El 4 de diciembre, un caso que desafía los límites éticos y legales del uso de la inteligencia artificial llegó a un controvertido desenlace. Diego “N”, exalumno del Instituto Politécnico Nacional (IPN), fue absuelto por el juez Francisco Salazar Silva tras ser acusado de distribuir contenido sexual manipulado mediante inteligencia artificial. El fallo se basó en la insuficiencia de pruebas concluyentes, según argumentó la defensa.
El caso, que mantuvo tensos a los involucrados hasta altas horas de la noche, se desarrolló en medio de protestas de colectivos feministas que exigían una condena ejemplar para el acusado. De acuerdo con Valeria Martínez, abogada de las denunciantes, a pesar de que Diego “N” fue absuelto, permanecerá detenido en el Reclusorio Oriente debido a otros procesos legales, incluida una investigación por pornografía infantil y al menos seis denuncias adicionales relacionadas con violencia digital.
Los registros de la Fiscalía revelan cifras alarmantes: en dispositivos del acusado se hallaron 166 mil imágenes manipuladas mediante IA y 20 mil videos pornográficos difundidos sin el consentimiento de las víctimas, además de una base de datos con fotos de más de mil mujeres, cuyas edades oscilan entre los 17 y 25 años.
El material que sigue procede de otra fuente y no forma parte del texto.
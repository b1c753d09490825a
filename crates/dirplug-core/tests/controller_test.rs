#![allow(clippy::unwrap_used)]
// Integration tests for `PluginController` against a wiremock server.

use chrono::Utc;
use secrecy::SecretString;
use serde_json::{Value, json};
use wiremock::matchers::{body_json, method, path};
use wiremock::{Mock, MockServer, ResponseTemplate};

use dirplug_core::registry::{desired_from_input, observed_from_attributes};
use dirplug_core::{
    AuthCredentials, ControllerConfig, CoreError, DesiredPlugin, LifecycleState, ManagedObject,
    Operation, PlannedChange, PluginController, PluginKind, Removal,
};

// ── Helpers ─────────────────────────────────────────────────────────

async fn setup() -> (MockServer, PluginController) {
    let server = MockServer::start().await;
    let config = ControllerConfig::new(
        server.uri().parse().unwrap(),
        AuthCredentials::Basic {
            username: "cn=Directory Manager".into(),
            password: SecretString::from("password".to_string()),
        },
    );
    let controller = PluginController::new(config).unwrap();
    (server, controller)
}

fn desired(id: &str, kind: PluginKind, attrs: Value) -> DesiredPlugin {
    DesiredPlugin {
        id: id.into(),
        kind,
        attributes: desired_from_input(kind, attrs.as_object().unwrap()).unwrap(),
    }
}

fn seven_bit_clean(enabled: bool, plugin_types: &[&str]) -> Value {
    json!({
        "schemas": ["urn:pingidentity:schemas:configuration:2.0:plugin:seven-bit-clean"],
        "id": "7-Bit Clean",
        "enabled": enabled,
        "plugin-type": plugin_types,
        "attribute-type": ["uid", "mail"],
        "meta": { "resourceType": "/config/v1/plugins" }
    })
}

const SEVEN_BIT_PATH: &str = "/config/v1/plugins/7-Bit%20Clean";

fn tracked(kind: PluginKind, id: &str) -> ManagedObject {
    ManagedObject {
        id: id.into(),
        kind,
        state: LifecycleState::Managed,
        observed: observed_from_attributes(kind, &serde_json::Map::new()).unwrap(),
        last_applied: Utc::now(),
    }
}

// ── Create / adopt ──────────────────────────────────────────────────

#[tokio::test]
async fn test_create_posts_only_declared_attributes() {
    let (server, controller) = setup().await;

    Mock::given(method("GET"))
        .and(path("/config/v1/plugins/slow-binds"))
        .respond_with(ResponseTemplate::new(404).set_body_json(json!({
            "status": "404", "detail": "Plugin 'slow-binds' does not exist"
        })))
        .mount(&server)
        .await;

    Mock::given(method("POST"))
        .and(path("/config/v1/plugins"))
        .and(body_json(json!({
            "pluginName": "slow-binds",
            "schemas": ["urn:pingidentity:schemas:configuration:2.0:plugin:delay"],
            "enabled": true,
            "delay": "250 ms"
        })))
        .respond_with(ResponseTemplate::new(201).set_body_json(json!({
            "schemas": ["urn:pingidentity:schemas:configuration:2.0:plugin:delay"],
            "id": "slow-binds",
            "enabled": true,
            "delay": "250 ms",
            "plugin-type": ["preoperationbind"]
        })))
        .expect(1)
        .mount(&server)
        .await;

    let plan = desired(
        "slow-binds",
        PluginKind::Delay,
        json!({ "enabled": true, "delay": "250 ms" }),
    );
    assert_eq!(controller.plan(&plan, None).await.unwrap(), PlannedChange::Create);

    let applied = controller.create(&plan).await.unwrap();
    assert_eq!(applied.state, LifecycleState::Managed);
    assert!(applied.ops.is_empty());
    assert_eq!(applied.plugin.resource_type(), "delay");
}

#[tokio::test]
async fn test_create_adopts_existing_object() {
    let (server, controller) = setup().await;

    Mock::given(method("GET"))
        .and(path(SEVEN_BIT_PATH))
        .respond_with(
            ResponseTemplate::new(200)
                .set_body_json(seven_bit_clean(false, &["preoperation", "postoperation"])),
        )
        .mount(&server)
        .await;

    Mock::given(method("PATCH"))
        .and(path(SEVEN_BIT_PATH))
        .and(body_json(json!({
            "operations": [
                { "op": "replace", "path": "enabled", "values": ["true"] },
                { "op": "delete", "path": "plugin-type", "values": ["postoperation"] }
            ]
        })))
        .respond_with(
            ResponseTemplate::new(200).set_body_json(seven_bit_clean(true, &["preoperation"])),
        )
        .expect(1)
        .mount(&server)
        .await;

    Mock::given(method("POST"))
        .respond_with(ResponseTemplate::new(500))
        .expect(0)
        .mount(&server)
        .await;

    let plan = desired(
        "7-Bit Clean",
        PluginKind::SevenBitClean,
        json!({ "enabled": true, "plugin-type": ["preoperation"] }),
    );
    let applied = controller.create(&plan).await.unwrap();

    assert_eq!(applied.state, LifecycleState::Adopted);
    assert_eq!(
        applied.ops,
        vec![
            Operation::replace("enabled", vec!["true".into()]),
            Operation::delete("plugin-type", vec!["postoperation".into()]),
        ]
    );
}

#[tokio::test]
async fn test_edit_only_variant_missing_remotely() {
    let (server, controller) = setup().await;

    Mock::given(method("GET"))
        .and(path("/config/v1/plugins/Custom"))
        .respond_with(ResponseTemplate::new(404))
        .mount(&server)
        .await;

    let plan = desired("Custom", PluginKind::Custom, json!({ "enabled": true }));

    let err = controller.create(&plan).await.unwrap_err();
    assert!(matches!(err, CoreError::NotFound { .. }), "got {err:?}");

    let err = controller.plan(&plan, None).await.unwrap_err();
    assert!(matches!(err, CoreError::NotFound { .. }), "got {err:?}");

    let err = controller.apply(&plan, None).await.unwrap_err();
    match err {
        CoreError::NotFound { entity_type, identifier } => {
            assert_eq!(entity_type, "custom plugin");
            assert_eq!(identifier, "Custom");
        }
        other => panic!("expected NotFound, got {other:?}"),
    }
}

// ── Update / plan ───────────────────────────────────────────────────

#[tokio::test]
async fn test_converged_object_skips_remote_write() {
    let (server, controller) = setup().await;

    Mock::given(method("GET"))
        .and(path(SEVEN_BIT_PATH))
        .respond_with(
            ResponseTemplate::new(200).set_body_json(seven_bit_clean(true, &["preoperation"])),
        )
        .mount(&server)
        .await;

    Mock::given(method("PATCH"))
        .respond_with(ResponseTemplate::new(500))
        .expect(0)
        .mount(&server)
        .await;

    let plan = desired(
        "7-Bit Clean",
        PluginKind::SevenBitClean,
        json!({ "enabled": true, "plugin-type": ["PreOperation"] }),
    );
    let managed = tracked(PluginKind::SevenBitClean, "7-Bit Clean");

    assert_eq!(
        controller.plan(&plan, Some(&managed)).await.unwrap(),
        PlannedChange::NoChange
    );

    let applied = controller.apply(&plan, Some(&managed)).await.unwrap();
    assert!(applied.ops.is_empty());
    assert_eq!(applied.state, LifecycleState::Managed);
}

#[tokio::test]
async fn test_plan_reports_drift_for_tracked_object() {
    let (server, controller) = setup().await;

    Mock::given(method("GET"))
        .and(path(SEVEN_BIT_PATH))
        .respond_with(
            ResponseTemplate::new(200).set_body_json(seven_bit_clean(true, &["preoperation"])),
        )
        .mount(&server)
        .await;

    let plan = desired(
        "7-Bit Clean",
        PluginKind::SevenBitClean,
        json!({ "enabled": false, "attribute-type": ["uid", "mail", "cn"] }),
    );
    let managed = tracked(PluginKind::SevenBitClean, "7-Bit Clean");

    let change = controller.plan(&plan, Some(&managed)).await.unwrap();
    let rendered: Vec<String> = change.operations().iter().map(ToString::to_string).collect();
    assert_eq!(change.label(), "update");
    assert_eq!(
        rendered,
        vec!["replace enabled [false]", "add attribute-type [cn]"]
    );
}

#[tokio::test]
async fn test_variant_mismatch_is_rejected() {
    let (server, controller) = setup().await;

    Mock::given(method("GET"))
        .and(path("/config/v1/plugins/Delay"))
        .respond_with(ResponseTemplate::new(200).set_body_json(json!({
            "schemas": ["urn:pingidentity:schemas:configuration:2.0:plugin:delay"],
            "id": "Delay",
            "enabled": true,
            "delay": "1 s"
        })))
        .mount(&server)
        .await;

    let plan = desired("Delay", PluginKind::SevenBitClean, json!({ "enabled": true }));
    let err = controller.plan(&plan, None).await.unwrap_err();

    match err {
        CoreError::VariantMismatch { expected, found, .. } => {
            assert_eq!(expected, "seven-bit-clean");
            assert_eq!(found, "delay");
        }
        other => panic!("expected VariantMismatch, got {other:?}"),
    }
}

#[tokio::test]
async fn test_conflicting_discriminators_fail_decode() {
    let (server, controller) = setup().await;

    Mock::given(method("GET"))
        .and(path("/config/v1/plugins/odd"))
        .respond_with(ResponseTemplate::new(200).set_body_json(json!({
            "schemas": [
                "urn:pingidentity:schemas:configuration:2.0:plugin:seven-bit-clean",
                "urn:pingidentity:schemas:configuration:2.0:plugin:delay"
            ],
            "id": "odd",
            "enabled": true
        })))
        .mount(&server)
        .await;

    let err = controller.read("odd").await.unwrap_err();
    assert!(matches!(err, CoreError::Schema(_)), "got {err:?}");
}

// ── Remove ──────────────────────────────────────────────────────────

#[tokio::test]
async fn test_remove_treats_missing_as_gone() {
    let (server, controller) = setup().await;

    Mock::given(method("DELETE"))
        .and(path("/config/v1/plugins/slow-binds"))
        .respond_with(ResponseTemplate::new(404))
        .expect(1)
        .mount(&server)
        .await;

    let removal = controller
        .remove(PluginKind::Delay, "slow-binds")
        .await
        .unwrap();
    assert_eq!(removal, Removal::AlreadyGone);
}

#[tokio::test]
async fn test_remove_edit_only_never_calls_server() {
    let (server, controller) = setup().await;

    Mock::given(method("DELETE"))
        .respond_with(ResponseTemplate::new(204))
        .expect(0)
        .mount(&server)
        .await;

    let removal = controller
        .remove(PluginKind::LdapResultCodeTracker, "LDAP Result Code Tracker")
        .await
        .unwrap();
    assert_eq!(removal, Removal::Forgotten);
    assert_eq!(
        PluginController::plan_removal(PluginKind::LdapResultCodeTracker),
        PlannedChange::Forget
    );
}

#[tokio::test]
async fn test_rejected_credentials() {
    let (server, controller) = setup().await;

    Mock::given(method("GET"))
        .respond_with(ResponseTemplate::new(401).set_body_json(json!({
            "status": "401", "detail": "Invalid credentials"
        })))
        .mount(&server)
        .await;

    let err = controller.read("Delay").await.unwrap_err();
    assert!(matches!(err, CoreError::AuthenticationFailed { .. }), "got {err:?}");
}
Martínez subrayó que las víctimas planean apelar la resolución judicial, con el propósito de sentar un precedente en el combate contra el uso indebido de estas tecnologías.
En paralelo, figuras como Olimpia Coral, reconocida activista por los derechos digitales, expresaron su rechazo al fallo, describiéndolo como un retroceso para las víctimas de violencia digital. “No hubo justicia, habrá revolución”, sentenció Coral frente a las feministas reunidas en la explanada del Reclusorio Oriente, quienes prometieron seguir luchando por una reforma jurídica que contemple los riesgos de la tecnología aplicada al abuso.